Find all lines below containing the string "query" and return them.

[Start of section]

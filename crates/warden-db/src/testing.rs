// Copyright (c) 2025 Geoffrey Huntley <ghuntley@ghuntley.com>. All rights reserved.
// SPDX-License-Identifier: Proprietary

use sqlx::sqlite::SqlitePool;

pub async fn create_test_pool() -> SqlitePool {
	SqlitePool::connect(":memory:").await.unwrap()
}

pub struct TestUser {
	pub id: i64,
	pub first_name: String,
	pub last_name: String,
	pub email: String,
	pub access_enabled: bool,
	pub item_list_page_length: i64,
	pub client_id: Option<i64>,
}

impl TestUser {
	pub fn new(id: i64, email: &str) -> Self {
		Self {
			id,
			first_name: format!("First{id}"),
			last_name: format!("Last{id}"),
			email: email.to_string(),
			access_enabled: true,
			item_list_page_length: 200,
			client_id: None,
		}
	}

	pub fn disabled(mut self) -> Self {
		self.access_enabled = false;
		self
	}

	pub fn page_length(mut self, length: i64) -> Self {
		self.item_list_page_length = length;
		self
	}

	pub fn last_name(mut self, name: &str) -> Self {
		self.last_name = name.to_string();
		self
	}

	pub fn client(mut self, client_id: i64) -> Self {
		self.client_id = Some(client_id);
		self
	}
}

pub async fn insert_user(pool: &SqlitePool, user: TestUser) {
	sqlx::query(
		r#"
		INSERT INTO directory_users (id, first_name, last_name, email, access_enabled, item_list_page_length, client_id)
		VALUES (?, ?, ?, ?, ?, ?, ?)
		"#,
	)
	.bind(user.id)
	.bind(&user.first_name)
	.bind(&user.last_name)
	.bind(&user.email)
	.bind(user.access_enabled)
	.bind(user.item_list_page_length)
	.bind(user.client_id)
	.execute(pool)
	.await
	.unwrap();
}

pub async fn insert_group(pool: &SqlitePool, id: i64, name: &str) {
	sqlx::query("INSERT INTO directory_groups (id, name) VALUES (?, ?)")
		.bind(id)
		.bind(name)
		.execute(pool)
		.await
		.unwrap();
}

pub async fn insert_membership(pool: &SqlitePool, user_id: i64, group_id: i64) {
	sqlx::query("INSERT INTO directory_group_members (user_id, group_id) VALUES (?, ?)")
		.bind(user_id)
		.bind(group_id)
		.execute(pool)
		.await
		.unwrap();
}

[End of section]

> [EXPECTED ANSWER]
	sqlx::query(
	sqlx::query("INSERT INTO directory_groups (id, name) VALUES (?, ?)")
	sqlx::query("INSERT INTO directory_group_members (user_id, group_id) VALUES (?, ?)")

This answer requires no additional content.